╭─ SOURCE RECORDS
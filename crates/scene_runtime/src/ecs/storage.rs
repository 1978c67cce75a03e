//! Append-only component storage
//!
//! Components live in a dense `Vec<T>`; a map sends entity ids to slots in it. Several
//! ids may map to the same slot (see [`ComponentStore::insert_existing`]), which is how
//! shared meshes, materials and cameras are represented. There is no removal: a scene
//! is built once and only mutated in place afterwards.

use std::collections::HashMap;

use super::{Component, EntityId};

/// Errors from store lookups
#[derive(thiserror::Error, Debug, Clone, PartialEq, Eq)]
pub enum StoreError {
    /// The entity has no component in this store
    #[error("entity {0} has no component in this store")]
    Unmapped(EntityId),

    /// Aliasing target does not exist
    #[error("cannot alias entity {id} onto slot {index}: store holds {len} components")]
    IndexOutOfRange {
        /// Entity being aliased
        id: EntityId,
        /// Requested slot
        index: usize,
        /// Current number of stored components
        len: usize,
    },
}

/// Dense component array keyed by entity id
#[derive(Debug, Clone)]
pub struct ComponentStore<T: Component> {
    index: HashMap<EntityId, usize>,
    data: Vec<T>,
}

impl<T: Component> Default for ComponentStore<T> {
    fn default() -> Self {
        Self {
            index: HashMap::new(),
            data: Vec::new(),
        }
    }
}

impl<T: Component> ComponentStore<T> {
    /// Empty store
    pub fn new() -> Self {
        Self::default()
    }

    /// Component of `id`
    pub fn get(&self, id: EntityId) -> Result<&T, StoreError> {
        let slot = self.slot(id)?;
        self.data.get(slot).ok_or(StoreError::Unmapped(id))
    }

    /// Mutable component of `id`; writes are seen by every alias of the slot
    pub fn get_mut(&mut self, id: EntityId) -> Result<&mut T, StoreError> {
        let slot = self.slot(id)?;
        self.data.get_mut(slot).ok_or(StoreError::Unmapped(id))
    }

    /// Append `value` and map `id` to it, returning the new slot.
    /// An id that was already mapped now points at the new slot.
    pub fn insert(&mut self, id: EntityId, value: T) -> usize {
        let slot = self.data.len();
        self.data.push(value);
        self.index.insert(id, slot);
        slot
    }

    /// Map `id` onto a slot that already holds a component
    pub fn insert_existing(&mut self, id: EntityId, slot: usize) -> Result<(), StoreError> {
        if slot >= self.data.len() {
            return Err(StoreError::IndexOutOfRange {
                id,
                index: slot,
                len: self.data.len(),
            });
        }
        self.index.insert(id, slot);
        Ok(())
    }

    /// Whether `id` has a component here
    pub fn contains(&self, id: EntityId) -> bool {
        self.index.contains_key(&id)
    }

    /// Slot `id` maps to
    pub fn slot(&self, id: EntityId) -> Result<usize, StoreError> {
        self.index.get(&id).copied().ok_or(StoreError::Unmapped(id))
    }

    /// Iterate `(id, slot)` pairs of the id map
    pub fn mappings(&self) -> impl Iterator<Item = (EntityId, usize)> + '_ {
        self.index.iter().map(|(&id, &slot)| (id, slot))
    }

    /// Iterate `(id, component)` pairs, visiting shared components once per alias
    pub fn iter(&self) -> impl Iterator<Item = (EntityId, &T)> + '_ {
        self.index
            .iter()
            .filter_map(|(&id, &slot)| self.data.get(slot).map(|value| (id, value)))
    }

    /// Dense component array, each stored instance once
    pub fn values(&self) -> &[T] {
        &self.data
    }

    /// Number of stored component instances
    pub fn len(&self) -> usize {
        self.data.len()
    }

    /// Whether no component has been stored
    pub fn is_empty(&self) -> bool {
        self.data.is_empty()
    }

    /// Number of ids mapped into this store
    pub fn mapped_count(&self) -> usize {
        self.index.len()
    }
}

#[cfg(test)]
mod tests {
    use super::*;

    #[derive(Debug, PartialEq)]
    struct Tag(&'static str);
    impl Component for Tag {}

    #[test]
    fn test_insert_and_get() {
        let mut store = ComponentStore::new();
        assert_eq!(store.insert(7, Tag("a")), 0);
        assert_eq!(store.insert(9, Tag("b")), 1);
        assert_eq!(store.get(7).unwrap(), &Tag("a"));
        assert_eq!(store.get(9).unwrap(), &Tag("b"));
        assert!(store.contains(7));
        assert!(!store.contains(8));
    }

    #[test]
    fn test_get_unmapped_is_error() {
        let store: ComponentStore<Tag> = ComponentStore::new();
        assert_eq!(store.get(1), Err(StoreError::Unmapped(1)));
    }

    #[test]
    fn test_insert_existing_aliases_slot() {
        let mut store = ComponentStore::new();
        let slot = store.insert(1, Tag("shared"));
        store.insert_existing(2, slot).unwrap();

        assert_eq!(store.len(), 1);
        assert_eq!(store.mapped_count(), 2);
        assert_eq!(store.slot(1).unwrap(), store.slot(2).unwrap());

        store.get_mut(2).unwrap().0 = "changed";
        assert_eq!(store.get(1).unwrap(), &Tag("changed"));
    }

    #[test]
    fn test_insert_existing_out_of_range() {
        let mut store: ComponentStore<Tag> = ComponentStore::new();
        assert_eq!(
            store.insert_existing(4, 0),
            Err(StoreError::IndexOutOfRange { id: 4, index: 0, len: 0 })
        );
    }

    #[test]
    fn test_every_mapped_slot_is_in_bounds() {
        let mut store = ComponentStore::new();
        for id in 0..4 {
            store.insert(id, Tag("x"));
        }
        store.insert_existing(10, 2).unwrap();
        assert!(store.mappings().all(|(_, slot)| slot < store.len()));
        assert_eq!(store.iter().count(), 5);
        assert_eq!(store.values().len(), 4);
    }
}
╰─
— WHAT THE TASK REQUIRES —
All lines from the start of the entries through the line where "in place afterwards." sits should be duplicated exactly, with nothing else in the output.

— RESPONSE BELOW —
filename crates/scene_runtime/src/ecs/storage.rs
repository 1978c67cce75a03e
//! Append-only component storage
//!
//! Components live in a dense `Vec<T>`; a map sends entity ids to slots in it. Several
//! ids may map to the same slot (see [`ComponentStore::insert_existing`]), which is how
//! shared meshes, materials and cameras are represented. There is no removal: a scene
//! is built once and only mutated in place afterwards.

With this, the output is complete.